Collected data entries
++++++++++++++++++++

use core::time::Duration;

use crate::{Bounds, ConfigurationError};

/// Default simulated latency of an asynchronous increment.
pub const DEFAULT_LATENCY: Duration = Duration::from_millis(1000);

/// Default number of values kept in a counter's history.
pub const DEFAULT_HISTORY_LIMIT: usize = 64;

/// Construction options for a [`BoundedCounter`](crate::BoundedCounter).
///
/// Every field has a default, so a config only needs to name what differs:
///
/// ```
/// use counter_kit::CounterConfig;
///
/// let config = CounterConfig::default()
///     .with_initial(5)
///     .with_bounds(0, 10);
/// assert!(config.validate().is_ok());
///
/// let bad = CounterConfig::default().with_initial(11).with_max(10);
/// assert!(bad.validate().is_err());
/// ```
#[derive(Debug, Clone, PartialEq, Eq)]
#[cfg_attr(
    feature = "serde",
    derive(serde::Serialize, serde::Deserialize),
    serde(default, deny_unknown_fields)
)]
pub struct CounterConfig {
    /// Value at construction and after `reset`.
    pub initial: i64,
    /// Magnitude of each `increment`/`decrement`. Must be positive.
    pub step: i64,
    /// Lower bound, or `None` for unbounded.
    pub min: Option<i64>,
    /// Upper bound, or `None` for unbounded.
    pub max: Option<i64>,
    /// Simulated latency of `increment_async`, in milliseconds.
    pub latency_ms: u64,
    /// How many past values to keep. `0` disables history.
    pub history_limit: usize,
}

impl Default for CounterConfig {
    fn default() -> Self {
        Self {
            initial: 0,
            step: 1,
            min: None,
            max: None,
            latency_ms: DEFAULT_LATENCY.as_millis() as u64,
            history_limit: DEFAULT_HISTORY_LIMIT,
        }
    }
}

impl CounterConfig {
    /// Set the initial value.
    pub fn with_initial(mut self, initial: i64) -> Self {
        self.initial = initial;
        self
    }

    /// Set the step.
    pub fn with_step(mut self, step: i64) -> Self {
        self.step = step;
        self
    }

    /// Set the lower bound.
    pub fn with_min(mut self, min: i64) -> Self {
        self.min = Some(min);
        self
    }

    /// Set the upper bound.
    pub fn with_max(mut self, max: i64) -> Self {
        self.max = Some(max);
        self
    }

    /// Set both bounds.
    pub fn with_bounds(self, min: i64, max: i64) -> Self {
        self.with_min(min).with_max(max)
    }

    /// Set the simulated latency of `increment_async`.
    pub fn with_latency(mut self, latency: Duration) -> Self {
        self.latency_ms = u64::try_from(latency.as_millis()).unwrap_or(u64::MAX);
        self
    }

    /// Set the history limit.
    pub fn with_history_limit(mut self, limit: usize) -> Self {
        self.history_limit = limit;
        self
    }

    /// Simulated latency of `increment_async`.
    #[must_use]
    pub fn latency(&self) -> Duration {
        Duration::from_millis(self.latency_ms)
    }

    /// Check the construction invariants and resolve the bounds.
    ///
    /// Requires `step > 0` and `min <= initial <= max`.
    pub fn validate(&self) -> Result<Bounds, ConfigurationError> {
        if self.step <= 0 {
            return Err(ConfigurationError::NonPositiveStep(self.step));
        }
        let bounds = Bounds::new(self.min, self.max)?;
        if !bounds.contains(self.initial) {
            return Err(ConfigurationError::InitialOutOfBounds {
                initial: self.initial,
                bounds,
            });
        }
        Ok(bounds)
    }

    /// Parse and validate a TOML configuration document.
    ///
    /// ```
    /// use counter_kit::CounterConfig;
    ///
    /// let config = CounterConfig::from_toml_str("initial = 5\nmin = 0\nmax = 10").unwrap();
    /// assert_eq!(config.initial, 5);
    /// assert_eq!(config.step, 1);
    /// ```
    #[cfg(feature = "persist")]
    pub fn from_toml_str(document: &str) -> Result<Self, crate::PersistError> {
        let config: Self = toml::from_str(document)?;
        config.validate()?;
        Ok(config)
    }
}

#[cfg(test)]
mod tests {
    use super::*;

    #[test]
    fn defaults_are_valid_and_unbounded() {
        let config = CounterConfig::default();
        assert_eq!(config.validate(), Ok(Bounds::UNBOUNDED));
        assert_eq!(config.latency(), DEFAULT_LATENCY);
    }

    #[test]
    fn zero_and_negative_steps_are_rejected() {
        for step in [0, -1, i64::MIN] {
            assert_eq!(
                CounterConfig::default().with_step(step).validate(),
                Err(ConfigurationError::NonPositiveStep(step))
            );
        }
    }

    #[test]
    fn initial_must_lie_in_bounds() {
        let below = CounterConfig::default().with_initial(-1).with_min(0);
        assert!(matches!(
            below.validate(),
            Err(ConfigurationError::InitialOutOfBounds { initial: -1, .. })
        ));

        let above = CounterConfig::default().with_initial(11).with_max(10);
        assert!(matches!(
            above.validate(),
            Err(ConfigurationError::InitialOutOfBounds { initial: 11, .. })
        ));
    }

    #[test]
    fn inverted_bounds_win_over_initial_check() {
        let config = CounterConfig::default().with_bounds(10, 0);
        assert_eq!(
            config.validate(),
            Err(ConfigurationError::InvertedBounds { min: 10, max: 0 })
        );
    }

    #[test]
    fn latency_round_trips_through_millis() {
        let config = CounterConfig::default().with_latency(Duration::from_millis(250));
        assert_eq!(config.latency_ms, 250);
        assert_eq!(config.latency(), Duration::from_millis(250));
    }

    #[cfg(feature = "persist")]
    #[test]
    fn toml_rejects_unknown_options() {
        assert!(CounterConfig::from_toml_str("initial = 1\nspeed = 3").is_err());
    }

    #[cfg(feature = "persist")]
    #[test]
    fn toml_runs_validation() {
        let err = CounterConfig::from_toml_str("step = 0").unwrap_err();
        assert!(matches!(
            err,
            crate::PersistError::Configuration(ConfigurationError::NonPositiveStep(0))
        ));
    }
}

++++++++++++++++++++

Starting with the line with "#[derive(Debug, Clone, PartialEq, Eq)]" above and going on through the line with "Upper bound, or", transcribe every line exactly, both ends included, and add nothing.

◆ **Your solution**
#[derive(Debug, Clone, PartialEq, Eq)]
#[cfg_attr(
    feature = "serde",
    derive(serde::Serialize, serde::Deserialize),
    serde(default, deny_unknown_fields)
)]
pub struct CounterConfig {
    /// Value at construction and after `reset`.
    pub initial: i64,
    /// Magnitude of each `increment`/`decrement`. Must be positive.
    pub step: i64,
    /// Lower bound, or `None` for unbounded.
    pub min: Option<i64>,
    /// Upper bound, or `None` for unbounded.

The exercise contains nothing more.